Wide-field, Single-pixel Fluorescence Imaging with On-chip Nanophotonics
Quantifying molecular interactions within intact biological systems provides key insight into the spatiotemporal dynamics of biological regulation from single molecules up to the organism level. Out of the range of methodologies available to researchers, one of the most powerful is fluorescence microscopy. Fluorescent reporters can be used to label specific chemical species, molecules, or other structures. Rigorous quantification of fluorescent molecules requires precise delivery of incoherent or coherent excitation photons paired with detection of the relatively weak, incoherent emission photons that report on the location and concentration of the fluorescent emitter(s). The performance of common fluorescence microscopy approaches rapidly degrades in the presence of relatively weak aberrations, scattering, or absorption.
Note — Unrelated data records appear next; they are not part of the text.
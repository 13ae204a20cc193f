use crate::{
    CONFIG_DIR_ENV, CONFIG_FILENAME, CatalogConfig, ConfigError, ConfigErrorResult,
    DEFAULT_CONFIG_DIR, LoggingConfig, SessionConfig, ValidationConfig,
};

use std::path::{Path, PathBuf};

use log::info;
use serde::Deserialize;

#[derive(Debug, Clone, Deserialize, Default)]
#[serde(default)]
pub struct Config {
    pub session: SessionConfig,
    pub catalog: CatalogConfig,
    pub validation: ValidationConfig,
    pub logging: LoggingConfig,
}

impl Config {
    /// Load config.
    ///
    /// Loading order:
    /// 1. Check for PORTAL_CONFIG_DIR env var, else use ./.portal/
    /// 2. Auto-create config directory if it doesn't exist
    /// 3. Load config.toml if it exists, else use defaults
    /// 4. Apply PORTAL_* environment variable overrides
    ///
    /// Does NOT validate - call validate() after load().
    pub fn load() -> ConfigErrorResult<Self> {
        let config_dir = Self::config_dir()?;

        if !config_dir.exists() {
            std::fs::create_dir_all(&config_dir).map_err(|e| ConfigError::Io {
                path: config_dir.clone(),
                source: e,
            })?;
        }

        let config_path = config_dir.join(CONFIG_FILENAME);

        let mut config = if config_path.exists() {
            Self::load_toml(&config_path)?
        } else {
            Config::default()
        };

        config.apply_env_overrides();

        Ok(config)
    }

    fn load_toml(path: &Path) -> ConfigErrorResult<Self> {
        let contents = std::fs::read_to_string(path).map_err(|e| ConfigError::Io {
            path: path.to_path_buf(),
            source: e,
        })?;

        toml::from_str(&contents).map_err(|e| ConfigError::Toml {
            path: path.to_path_buf(),
            source: e,
        })
    }

    /// Get the config directory.
    /// Priority: PORTAL_CONFIG_DIR env var > ./.portal/ (relative to cwd)
    pub fn config_dir() -> ConfigErrorResult<PathBuf> {
        if let Ok(dir) = std::env::var(CONFIG_DIR_ENV) {
            return Ok(PathBuf::from(dir));
        }

        let cwd = std::env::current_dir()
            .map_err(|_| ConfigError::config("Cannot determine current working directory"))?;
        Ok(cwd.join(DEFAULT_CONFIG_DIR))
    }

    /// Validate all configuration.
    pub fn validate(&self) -> ConfigErrorResult<()> {
        self.session.validate()?;
        self.validation.validate()?;
        Ok(())
    }

    /// Absolute path of the identity snapshot file.
    pub fn identity_cache_path(&self) -> ConfigErrorResult<PathBuf> {
        let config_dir = Self::config_dir()?;
        Ok(config_dir
            .join(&self.session.cache_dir)
            .join(&self.session.cache_file))
    }

    /// Log file path, resolved against the config dir when relative.
    pub fn log_file_path(&self) -> ConfigErrorResult<Option<PathBuf>> {
        let Some(file) = self.logging.file.as_deref() else {
            return Ok(None);
        };

        let path = Path::new(file);
        if path.is_absolute() {
            return Ok(Some(path.to_path_buf()));
        }

        Ok(Some(Self::config_dir()?.join(path)))
    }

    /// Log configuration summary.
    pub fn log_summary(&self) {
        info!("Configuration loaded:");
        info!(
            "  session: cache={}/{}",
            self.session.cache_dir, self.session.cache_file
        );
        info!(
            "  catalog: seed_demo_data={}, enforce_contributor_role={}",
            self.catalog.seed_demo_data, self.catalog.enforce_contributor_role
        );
        info!(
            "  validation: title={}, desc={}",
            self.validation.max_title_length, self.validation.max_description_length
        );
        info!(
            "  logging: {} (colored: {}, file: {})",
            *self.logging.level,
            self.logging.colored,
            self.logging.file.as_deref().unwrap_or("stdout")
        );
    }

    fn apply_env_overrides(&mut self) {
        // Session
        Self::apply_env_string("PORTAL_SESSION_CACHE_DIR", &mut self.session.cache_dir);
        Self::apply_env_string("PORTAL_SESSION_CACHE_FILE", &mut self.session.cache_file);

        // Catalog
        Self::apply_env_bool(
            "PORTAL_CATALOG_SEED_DEMO_DATA",
            &mut self.catalog.seed_demo_data,
        );
        Self::apply_env_bool(
            "PORTAL_CATALOG_ENFORCE_CONTRIBUTOR_ROLE",
            &mut self.catalog.enforce_contributor_role,
        );

        // Validation
        Self::apply_env_parse(
            "PORTAL_VALIDATION_MAX_TITLE_LENGTH",
            &mut self.validation.max_title_length,
        );
        Self::apply_env_parse(
            "PORTAL_VALIDATION_MAX_DESCRIPTION_LENGTH",
            &mut self.validation.max_description_length,
        );

        // Logging
        Self::apply_env_parse("PORTAL_LOG_LEVEL", &mut self.logging.level);
        Self::apply_env_bool("PORTAL_LOG_COLORED", &mut self.logging.colored);
        Self::apply_env_option_string("PORTAL_LOG_FILE", &mut self.logging.file);
    }

    /// Helper: Apply environment variable override for String values
    fn apply_env_string(var_name: &str, target: &mut String) {
        if let Ok(val) = std::env::var(var_name) {
            *target = val;
        }
    }

    /// Helper: Apply environment variable override for bool values (accepts "true"/"1")
    fn apply_env_bool(var_name: &str, target: &mut bool) {
        if let Ok(val) = std::env::var(var_name) {
            *target = val == "true" || val == "1";
        }
    }

    /// Helper: Apply environment variable override for parseable values
    fn apply_env_parse<T: std::str::FromStr>(var_name: &str, target: &mut T) {
        if let Ok(val) = std::env::var(var_name)
            && let Ok(parsed) = val.parse()
        {
            *target = parsed;
        }
    }

    /// Helper: Apply environment variable override for Option<String> values
    fn apply_env_option_string(var_name: &str, target: &mut Option<String>) {
        if let Ok(val) = std::env::var(var_name) {
            *target = Some(val);
        }
    }
}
This intrinsic tradeoff has led to a series of increasingly complex non-linear and adaptive methods to counteract the loss of quality in fluorescence microscopy at subcellular resolution in real-world samples.
This team aims to develop an aberration and scatter-resistant microscopy method by scaling down and replacing the physical optical imaging elements with a single nanophotonic chip that dynamically patterns the excitation light and a large format single-pixel detector to collect both scattered and unscattered fluorescence. By removing the physical optics, this team will decouple the light collection efficiency of the microscope from the process of creating a spatial correspondence between the excitation and emission photons. To achieve these goals, this team will combine wavefront shaping by nanophotonics with computational and fluorescence imaging.